Cubans are pretty used to waiting in queues for every daily utility item from bread to toothpaste, often during the scorching summer days with no access to a restroom or drinking water, and constantly worrying about going home empty-handed, every Cuban citizen has witnessed this.
It has been a daily routine for the Cubans for around 60 years under communist rule, which has now deteriorated by the COVID-19 pandemic, a steep economic downturn and tightened US restrictions.
One of the shoppers said, “I have almost spent the whole night here waiting in the queue to buy something; it is not everybody’s cup of tea. It has been a kind of sacrifice by one to afford something to eat.”
One of the housewives said, “she had taken place in the queue at around 1:00 AM, and she left around after 11 hours just ahead of the noon. “It was worth it, because I got what I want to buy, but I have to queue up again.”
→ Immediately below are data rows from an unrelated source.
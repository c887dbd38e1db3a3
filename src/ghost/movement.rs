use glam::Vec2;

use crate::config::SpeedTier;
use crate::geometry::Bounds;
use crate::rng::RandomSource;

/// Per-axis jitter added to every step (half-width, percent).
const JITTER: f32 = 2.5;
/// Edge zones, frame-local percent.
const EDGE_LEFT: f32 = 15.0;
const EDGE_RIGHT: f32 = 85.0;
const EDGE_TOP: f32 = 15.0;
const EDGE_BOTTOM: f32 = 80.0;
/// Largest push away from a nearby edge.
const EDGE_PUSH: f32 = 10.0;
/// Step multiplier when two perpendicular edges are near.
const CORNER_BOOST: f32 = 1.5;
/// Soft walls, frame-local percent.
pub const WALL_LEFT: f32 = 5.0;
pub const WALL_RIGHT: f32 = 90.0;
pub const WALL_TOP: f32 = 5.0;
pub const WALL_BOTTOM: f32 = 85.0;
/// Random inset after snapping inside a wall.
const WALL_SNAP: f32 = 5.0;
/// Extra speed picked up when bouncing.
const BOUNCE_KICK: f32 = 0.5;
/// Rolls above this nudge the heading (15% of ticks).
const NUDGE_GATE: f32 = 0.85;
/// Half-width of a direction nudge.
const NUDGE: f32 = 0.4;

/// Result of one roam tick.
#[derive(Debug, Clone, Copy, PartialEq)]
pub struct RoamStep {
    pub position: Vec2,
    pub direction: Vec2,
    /// A soft wall was crossed; the bump cue should play.
    pub bounced: bool,
}

/// Advance one `roam` tick: random step along the current heading, edge
/// avoidance, constraint, then soft-wall bounce.
pub fn roam_step(
    position: Vec2,
    direction: Vec2,
    speed: SpeedTier,
    bounds: &Bounds,
    rng: &mut impl RandomSource,
) -> RoamStep {
    let frame = bounds.reference();
    let local = frame.to_local(position);
    let (min, max) = speed.step_range();

    let mut step = Vec2::new(
        direction.x * rng.range(min, max),
        direction.y * rng.range(min, max),
    );
    step += Vec2::new(rng.centered(JITTER), rng.centered(JITTER));

    let near_left = local.x < EDGE_LEFT;
    let near_right = local.x > EDGE_RIGHT;
    let near_top = local.y < EDGE_TOP;
    let near_bottom = local.y > EDGE_BOTTOM;

    if near_left {
        step.x += rng.f32() * EDGE_PUSH;
    }
    if near_right {
        step.x -= rng.f32() * EDGE_PUSH;
    }
    if near_top {
        step.y += rng.f32() * EDGE_PUSH;
    }
    if near_bottom {
        step.y -= rng.f32() * EDGE_PUSH;
    }
    if (near_left || near_right) && (near_top || near_bottom) {
        step *= CORNER_BOOST;
    }

    let raw = position + frame.scale_delta(step);
    let clamped = bounds.constrain(raw);
    let raw_local = frame.to_local(raw);
    let clamped_local = frame.to_local(clamped);

    let mut out = clamped_local;
    let mut dir = direction;
    let mut bounced = false;

    if raw_local.x.min(clamped_local.x) < WALL_LEFT {
        out.x = WALL_LEFT + rng.f32() * WALL_SNAP;
        dir.x = direction.x.abs() + rng.f32() * BOUNCE_KICK;
        bounced = true;
    } else if raw_local.x.max(clamped_local.x) > WALL_RIGHT {
        out.x = WALL_RIGHT - rng.f32() * WALL_SNAP;
        dir.x = -direction.x.abs() - rng.f32() * BOUNCE_KICK;
        bounced = true;
    }

    if raw_local.y.min(clamped_local.y) < WALL_TOP {
        out.y = WALL_TOP + rng.f32() * WALL_SNAP;
        dir.y = direction.y.abs() + rng.f32() * BOUNCE_KICK;
        bounced = true;
    } else if raw_local.y.max(clamped_local.y) > WALL_BOTTOM {
        out.y = WALL_BOTTOM - rng.f32() * WALL_SNAP;
        dir.y = -direction.y.abs() - rng.f32() * BOUNCE_KICK;
        bounced = true;
    }

    let position = if bounced {
        bounds.constrain(frame.to_viewport(out))
    } else {
        clamped
    };

    RoamStep {
        position,
        direction: dir,
        bounced,
    }
}

/// Occasionally wobble the heading so the path never settles into a loop.
pub fn maybe_nudge(direction: Vec2, rng: &mut impl RandomSource) -> Option<Vec2> {
    if rng.f32() <= NUDGE_GATE {
        return None;
    }
    Some(direction + Vec2::new(rng.centered(NUDGE), rng.centered(NUDGE)))
}

/// Fresh random heading used at seeding time.
pub fn seed_direction(rng: &mut impl RandomSource) -> Vec2 {
    Vec2::new(rng.centered(0.75), rng.centered(0.75))
}

/// Heading forced by the rescue tick.
pub fn rescue_direction(rng: &mut impl RandomSource) -> Vec2 {
    Vec2::new(rng.centered(1.0), rng.centered(1.0))
}

/// Random starting position, viewport percent. The whole box starts inside
/// the bounds even when the container is too small for the seeding range.
pub fn seed_position(bounds: &Bounds, rng: &mut impl RandomSource) -> Vec2 {
    let local = if bounds.frame.is_some() {
        Vec2::new(rng.range(15.0, 85.0), rng.range(15.0, 75.0))
    } else {
        Vec2::new(rng.range(5.0, 75.0), rng.range(5.0, 65.0))
    };
    bounds.constrain(bounds.reference().to_viewport(local))
}

/// Steering in `follow` mode.
///
/// Implementations get the last pointer position (viewport percent, `None`
/// until the pointer has been seen) and return the proposed position and
/// heading; the caller constrains the position.
pub trait Follower {
    fn follow(&mut self, position: Vec2, direction: Vec2, pointer: Option<Vec2>) -> (Vec2, Vec2);
}

/// Default follower: keeps the ghost where it is.
#[derive(Debug, Clone, Copy, Default)]
pub struct Stationary;

impl Follower for Stationary {
    fn follow(&mut self, position: Vec2, direction: Vec2, _pointer: Option<Vec2>) -> (Vec2, Vec2) {
        (position, direction)
    }
}

/// Eases toward the pointer, slowing down once close, and turns to face it.
#[derive(Debug, Clone, Copy)]
pub struct EaseToward {
    pub far_rate: f32,
    pub near_rate: f32,
    pub near_radius: f32,
    /// Horizontal distance below which facing is left alone.
    pub turn_threshold: f32,
}

impl Default for EaseToward {
    fn default() -> Self {
        Self {
            far_rate: 0.08,
            near_rate: 0.02,
            near_radius: 10.0,
            turn_threshold: 2.0,
        }
    }
}

impl Follower for EaseToward {
    fn follow(&mut self, position: Vec2, direction: Vec2, pointer: Option<Vec2>) -> (Vec2, Vec2) {
        let Some(target) = pointer else {
            return (position, direction);
        };
        let delta = target - position;
        let mut dir = direction;
        if delta.x.abs() > self.turn_threshold {
            dir.x = delta.x.signum();
        }
        let rate = if delta.length() < self.near_radius {
            self.near_rate
        } else {
            self.far_rate
        };
        (position + delta * rate, dir)
    }
}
She said while heading towards her home with two litres of oil, two packets of chicken, some minced meat and detergent.
Cuba official inflation rate was 70% in 2021, and when the economy recovered a modest 2% after an 11% drop in 2020, signalling the country’s worst economic crisis in nearly three decades.
Food imports, which were worth more than $2 billion per year before the pandemic, had to be substantially reduced in the nation of 11.2 million people due to the diminishing government reserves.
As per the government in May, imports, which generally fulfil the 80% of the island, were at their lowest level since 2009.